Al congresso territoriale presenti i vertici nazionali e regionali. Focus su accordo Versalis, sviluppo integrato e critiche sulla gestione dei fondi in Sicilia
Giovanni Migliore è stato riconfermato alla guida della UST (Unione Sindacale Territoriale) Cisl Ragusa Siracusa. L’elezione è avvenuta al termine del Congresso territoriale del sindacato, celebrato oggi all’Urban Center di Siracusa alla presenza del segretario nazionale Cisl, Andrea Cuccello, e del segretario generale della Cisl Sicilia, Leonardo La Piana. Riconfermati in segreteria anche Anna Reale e Nunzio Turrisi. Migliore aveva assunto l’incarico nel novembre scorso, dopo il passaggio di Vera Carasi alla segreteria regionale.
Il congresso, come sottolineato da Migliore nel suo intervento, è stato l’occasione per una “fotografia completa del nostro territorio”, mettendo a fuoco criticità e urgenze, ma anche proponendo soluzioni per la tutela dei lavoratori.

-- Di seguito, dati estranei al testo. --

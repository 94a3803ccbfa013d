//! Error types for grid construction and lookups.

use core::fmt;

use crate::anchor::AnchorId;

/// Errors that can occur while building or addressing a grid.
#[derive(Debug, Clone, PartialEq, Eq)]
pub enum DrapeError {
    /// Grid dimensions must both be at least 1.
    InvalidDimensions { width: usize, height: usize },
    /// Grid coordinate is out of bounds.
    PointOutOfBounds { i: usize, j: usize, width: usize, height: usize },
    /// World scale must be positive and finite.
    InvalidScale,
    /// Rest spacing must be positive and finite.
    InvalidSpacing,
    /// Viewport sizes must be finite and the resolution positive.
    InvalidResolution,
    /// Anchor id is not registered in the anchor set.
    UnknownAnchor(AnchorId),
}

impl fmt::Display for DrapeError {
    fn fmt(&self, f: &mut fmt::Formatter<'_>) -> fmt::Result {
        match self {
            DrapeError::InvalidDimensions { width, height } => {
                write!(f, "grid must be at least 1x1, got {}x{}", width, height)
            }
            DrapeError::PointOutOfBounds { i, j, width, height } => {
                write!(f, "point ({}, {}) out of bounds for {}x{} grid", i, j, width, height)
            }
            DrapeError::InvalidScale => write!(f, "scale must be positive and finite"),
            DrapeError::InvalidSpacing => write!(f, "spacing must be positive and finite"),
            DrapeError::InvalidResolution => {
                write!(f, "viewport must be finite with a positive resolution")
            }
            DrapeError::UnknownAnchor(id) => write!(f, "unknown anchor {}", id.0),
        }
    }
}

impl core::error::Error for DrapeError {}
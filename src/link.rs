//! Structural links between orthogonal neighbors.

use crate::float::Float;
use crate::point::PointMass;

/// Distance link between two neighbor cells, relaxed toward `rest_length`.
#[derive(Copy, Clone, Debug, PartialEq)]
pub struct Link<F: Float> {
    pub a: usize,
    pub b: usize,
    pub rest_length: F,
    pub stiffness: F,
}

impl<F: Float> Link<F> {
    pub fn new(a: usize, b: usize, rest_length: F, stiffness: F) -> Self {
        Link { a, b, rest_length, stiffness }
    }

    /// Move both ends toward the rest length, split by inverse mass.
    /// Pinned ends (zero inverse mass) take none of the correction.
    pub fn solve(&self, points: &mut [PointMass<F>]) {
        let a_inv = points[self.a].inv_mass;
        let b_inv = points[self.b].inv_mass;

        let w_total = a_inv + b_inv;
        if w_total.is_near_zero(F::from_f32(1e-10)) {
            return; // both pinned
        }

        let delta = points[self.b].pos - points[self.a].pos;
        let dist = delta.length();
        if dist.is_near_zero(F::from_f32(1e-10)) {
            return; // degenerate
        }

        let error = dist - self.rest_length;
        let correction = delta.scale(error * self.stiffness / dist);

        points[self.a].pos = points[self.a].pos + correction.scale(a_inv / w_total);
        points[self.b].pos = points[self.b].pos - correction.scale(b_inv / w_total);
    }
}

Tema centrale, definito “epocale” dal segretario, è la transizione energetica del polo industriale siracusano. “Saremo molto vigili sul protocollo siglato al ministero per l’ENI Versalis”, ha assicurato Migliore, “e guardiamo con attenzione al tavolo sull’indotto convocato per il prossimo 29 aprile”.
Ma l’attenzione del sindacato non si limita all’industria. “Il nostro vasto territorio ha bisogno di interventi programmatici che creino una reale rete di sviluppo”, ha continuato Migliore, citando la necessità di agire sulle infrastrutture sociali, materiali e immateriali, e di utilizzare i “finanziamenti a disposizione e non spesi”. Oltre all’industria, per Migliore restano centrali “l’agroalimentare, il turismo e gli stessi servizi”, auspicando una “politica economica d’insieme” per evitare la fuga dei giovani e garantire qualità della vita agli anziani.
Critico l’intervento del segretario regionale Leonardo La Piana sulla gestione dei fondi destinati alla Sicilia: “Il problema non è quanti soldi abbiamo, ma come riusciamo a spenderli. Noi spendiamo poco e quelli che abbiamo corriamo il rischio di spenderli senza una visione strategica”. Tra le cause indicate, la “carenza di persone competenti anche nei comuni in dissesto o predissesto” e un approccio spesso orientato a “quello che potevano fare e non su quello che serviva al proprio territorio”. La Piana ha quindi sottolineato l’importanza della formazione e il ritardo della Sicilia rispetto alla programmazione europea dei fondi.
Nelle sue conclusioni, il segretario nazionale Andrea Cuccello ha ribadito la strategicità della zona industriale siracusana e l’importanza del tavolo ministeriale del 29 aprile.